* **Task material**:
+ + + + + + +

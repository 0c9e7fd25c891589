use std::time::Duration;

use tracing::debug;
use ureq::Agent;

use super::OfferResolver;
use crate::bill::ResolvedOffer;
use crate::error::{BillingError, Result};

/// Resolves offers against `GET {api_url}/offers/{code}`
pub struct HttpOfferResolver {
    base_url: String,
    agent: Agent,
}

impl HttpOfferResolver {
    pub fn new(base_url: &str) -> Self {
        let agent: Agent = Agent::config_builder()
            .timeout_global(Some(Duration::from_secs(3)))
            .build()
            .into();

        Self {
            base_url: base_url.trim_end_matches('/').to_string(),
            agent,
        }
    }

    fn offer_url(&self, code: &str) -> String {
        format!("{}/offers/{}", self.base_url, code.trim())
    }
}

impl OfferResolver for HttpOfferResolver {
    fn resolve(&self, code: &str) -> Result<ResolvedOffer> {
        let url = self.offer_url(code);
        debug!(%url, "looking up offer");

        let lookup_err = |reason: String| BillingError::OfferLookup {
            code: code.to_string(),
            reason,
        };

        let body: String = match self.agent.get(url.as_str()).call() {
            Ok(mut response) => response
                .body_mut()
                .read_to_string()
                .map_err(|e| lookup_err(e.to_string()))?,
            Err(ureq::Error::StatusCode(404)) => {
                return Err(BillingError::OfferNotFound(code.to_string()))
            }
            Err(e) => return Err(lookup_err(e.to_string())),
        };

        serde_json::from_str(&body).map_err(|e| lookup_err(format!("malformed response: {e}")))
    }
}
/// Open an invoice PDF
fn cmd_open(cfg_dir: &Path, invoice_ref: &str) -> Result<()> {
    ensure_initialized(cfg_dir)?;

    let invoice_number = resolve_invoice_number(cfg_dir, invoice_ref)?;
    let pdf_path = get_invoice_path(cfg_dir, &invoice_number)?;

    open_path(&pdf_path)?;

    println!("Opened {}", pdf_path.display());
    Ok(())
}

fn open_path(pdf_path: &Path) -> Result<()> {
    #[cfg(target_os = "macos")]
    {
        std::process::Command::new("open").arg(pdf_path).spawn()?;
    }

    #[cfg(target_os = "linux")]
    {
        std::process::Command::new("xdg-open").arg(pdf_path).spawn()?;
    }

    #[cfg(target_os = "windows")]
    {
        std::process::Command::new("cmd")
            .args(["/C", "start", ""])
            .arg(pdf_path)
            .spawn()?;
    }
    Ok(())
}

/// Regenerate an invoice PDF
fn cmd_regenerate(cfg_dir: &Path, invoice_ref: &str, open: bool) -> Result<()> {
    ensure_initialized(cfg_dir)?;

    let invoice_number = resolve_invoice_number(cfg_dir, invoice_ref)?;
    let pdf_path = regenerate_invoice(cfg_dir, &invoice_number)?;
    if open {
        open_path(&pdf_path)?;
    }

    println!("Regenerated {}", invoice_number);
    println!("  Saved: {}", pdf_path.display());

    Ok(())
}

/// Show configuration summary
fn cmd_status(cfg_dir: &Path) -> Result<()> {
    ensure_initialized(cfg_dir)?;

    let config = load_config(cfg_dir)?;
    let customers = load_customers(cfg_dir)?;
    let services = load_services(cfg_dir)?;
    let products = load_products(cfg_dir)?;
    let offers = load_offers(cfg_dir)?;
    let state = load_state(cfg_dir)?;

    let money = Money::new(&config.invoice);
    let current_year = chrono::Local::now().year() as u32;
    let next_seq = next_invoice_seq(&state, current_year);
    let next_number = format_invoice_number(&config.invoice.number_format, current_year, next_seq);

    println!("Billing Status");
    println!("{}", "-".repeat(50));
    println!("Config directory: {}", cfg_dir.display());
    println!("Salon:            {}", config.seller.name);
    println!("Currency:         {}", config.invoice.currency);
    println!("Customers:        {}", customers.len());
    println!("Services:         {}", services.len());
    println!("Products:         {}", products.len());
    match &config.offers.api_url {
        Some(url) => println!("Offers:           remote ({url})"),
        None => println!("Offers:           {}", offers.len()),
    }
    println!("Next invoice:     {}", next_number);

    if !state.history.is_empty() {
        println!();
        println!("Recent invoices:");
        for entry in state.history.iter().rev().take(5) {
            println!(
                "  {} - {} - {}",
                entry.number,
                entry.customer,
                money.format(entry.total)
            );
        }
    }

    Ok(())
}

+ + + + + + +

* **Your assignment**:
In the entries above, which lines hold the string "display"? Report all of them.

* **Reply**:
    println!("Opened {}", pdf_path.display());
    println!("  Saved: {}", pdf_path.display());
    println!("Config directory: {}", cfg_dir.display());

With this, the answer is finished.